Various aristocratic families in Italy and Spain, such as the feuding Piccolomini and Scialenghi Strozzi families, rotated possession of the village. The presence of walls, towers (now destroyed) and doors bear witness to Acciano's strategic importance as the connection between the Adriatic and Rome, an importance it would bear for centuries.

== Etymology ==

The name Acciano (Hacciànë) was stabilized in 1028 as Accio. The name comes from the Roman noble, Accius, meaning "family farm Acció". Today the town of Acciano is made up of capital and the fractions of Beffi, Succiano, Roccapreturo and San Lorenzo. Onciari in land and fires counts made between the 15th-16th centuries were called respectively: Castrum Acciani, Villa Socciani, Castrum Beffi, Rocca Preturo and Villa de Sancti Laurentii. Knowing what the study of place names, the historical reconstruction aid, we will give briefly the meaning and origin of the names of local villages and town. Castrum Castrum Beffa Acciani and the first part of the name refers to the Roman castrum, castellum then, and even fortified citadel, bastion. Villa and Villa Sancti Socciani Laurentii: the first part of the name derives from the Latin villa, originally a country house, farm to farm and small settlement, then almost synonymous with country. Rocca de Preturo: Rocca - rock - and later the fortress on top of a mountain, town, born in the Abruzzo region voice from the 12th century.

== Geography ==
Surrounded by green woods of oak, Acciano is perched on a spur of rock between the mountains and stones Bufame Fitte which offers views of the rocky ridges of Sirente.
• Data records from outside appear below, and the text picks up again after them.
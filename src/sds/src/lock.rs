//! Advisory file locking for write-open datasets. Acquired with
//! `flock(2)` on Unix; a no-op elsewhere, since there's no portable
//! equivalent in this dependency stack.

use crate::error::{IoErrorKind, SdsError, SdsResult};
use std::fs::File;

const SITE_ACQUIRE: &str = "lock::acquire_exclusive";
const SITE_PROBE: &str = "lock::file_is_locked";

#[cfg(unix)]
mod imp {
    use std::os::unix::io::AsRawFd;

    pub fn try_lock_exclusive(file: &std::fs::File) -> std::io::Result<bool> {
        let rc = unsafe { libc::flock(file.as_raw_fd(), libc::LOCK_EX | libc::LOCK_NB) };
        if rc == 0 {
            Ok(true)
        } else {
            let err = std::io::Error::last_os_error();
            if err.kind() == std::io::ErrorKind::WouldBlock {
                Ok(false)
            } else {
                Err(err)
            }
        }
    }

    pub fn try_lock_shared_probe(file: &std::fs::File) -> std::io::Result<bool> {
        let rc = unsafe { libc::flock(file.as_raw_fd(), libc::LOCK_SH | libc::LOCK_NB) };
        if rc == 0 {
            unsafe { libc::flock(file.as_raw_fd(), libc::LOCK_UN) };
            Ok(false)
        } else {
            let err = std::io::Error::last_os_error();
            if err.kind() == std::io::ErrorKind::WouldBlock {
                Ok(true)
            } else {
                Err(err)
            }
        }
    }
}

#[cfg(not(unix))]
mod imp {
    pub fn try_lock_exclusive(_file: &std::fs::File) -> std::io::Result<bool> {
        Ok(true)
    }

    pub fn try_lock_shared_probe(_file: &std::fs::File) -> std::io::Result<bool> {
        Ok(false)
    }
}

/// Attempts to take an exclusive advisory lock on `file`, as done when a
/// dataset is opened for writing. Fails with
/// `SdsError::Io(LockConflict)` if another writer already holds it.
pub fn acquire_exclusive(file: &File) -> SdsResult<()> {
    match imp::try_lock_exclusive(file) {
        Ok(true) => {
            log::debug!("advisory lock acquired");
            Ok(())
        }
        Ok(false) => Err(SdsError::io(SITE_ACQUIRE, IoErrorKind::LockConflict)),
        Err(e) => Err(SdsError::io(SITE_ACQUIRE, IoErrorKind::Other(e))),
    }
}

/// Probes whether `file` is currently locked by another writer, without
/// taking or holding a lock itself.
pub fn file_is_locked(file: &File) -> SdsResult<bool> {
    imp::try_lock_shared_probe(file).map_err(|e| SdsError::io(SITE_PROBE, IoErrorKind::Other(e)))
}

#[cfg(all(test, unix))]
mod tests {
    use super::*;
    use std::fs::OpenOptions;

    #[test]
    fn exclusive_lock_then_probe_detects_conflict() {
        let dir = std::env::temp_dir();
        let path = dir.join(format!("sds-lock-test-{}", std::process::id()));
        let file = OpenOptions::new().create(true).write(true).truncate(true).open(&path).unwrap();
        acquire_exclusive(&file).unwrap();

        let other = OpenOptions::new().read(true).open(&path).unwrap();
        assert!(file_is_locked(&other).unwrap());

        drop(file);
        let _ = std::fs::remove_file(&path);
    }
}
The steep slopes that surround the village frame the valley in which flows the river Aterno.

The territory of the municipality varies in elevation from 450 to 1303 m above sea level, a range of 853 m.

The distance from the capital, L'Aquila, is about 35 km along the road "Valley Subequana". Sulmona is about 37 km away.

== Fortified town of Acciano ==

The small country of some Longobard still fortified houses of medieval origin. The historic center of Acciano, enclosed within the walls still exist, denotes the condition of a fortified village where access was gained through three doors: Porta Torrone, Porta Martino, and Porta of Aia. The topography of the land affected in its pre-eminent urban typology which lies on steep slopes to the left of the river Aterno. The history of the village is from the 14th century, when the arrangement of the walls, to the 16th century, given the reconstruction or rehabilitation of several buildings.

== Monuments ==
Church of SS Peter and Lourence;
Church of S. Petronilla;
Church of S. Anthony from Padua;
Tower of Beffi;
Tower of Roccapreturo;
Renaissance Fountain.

== Transport ==
Acciano has a stop on the Terni–Sulmona railway, with trains to L'Aquila and Sulmona.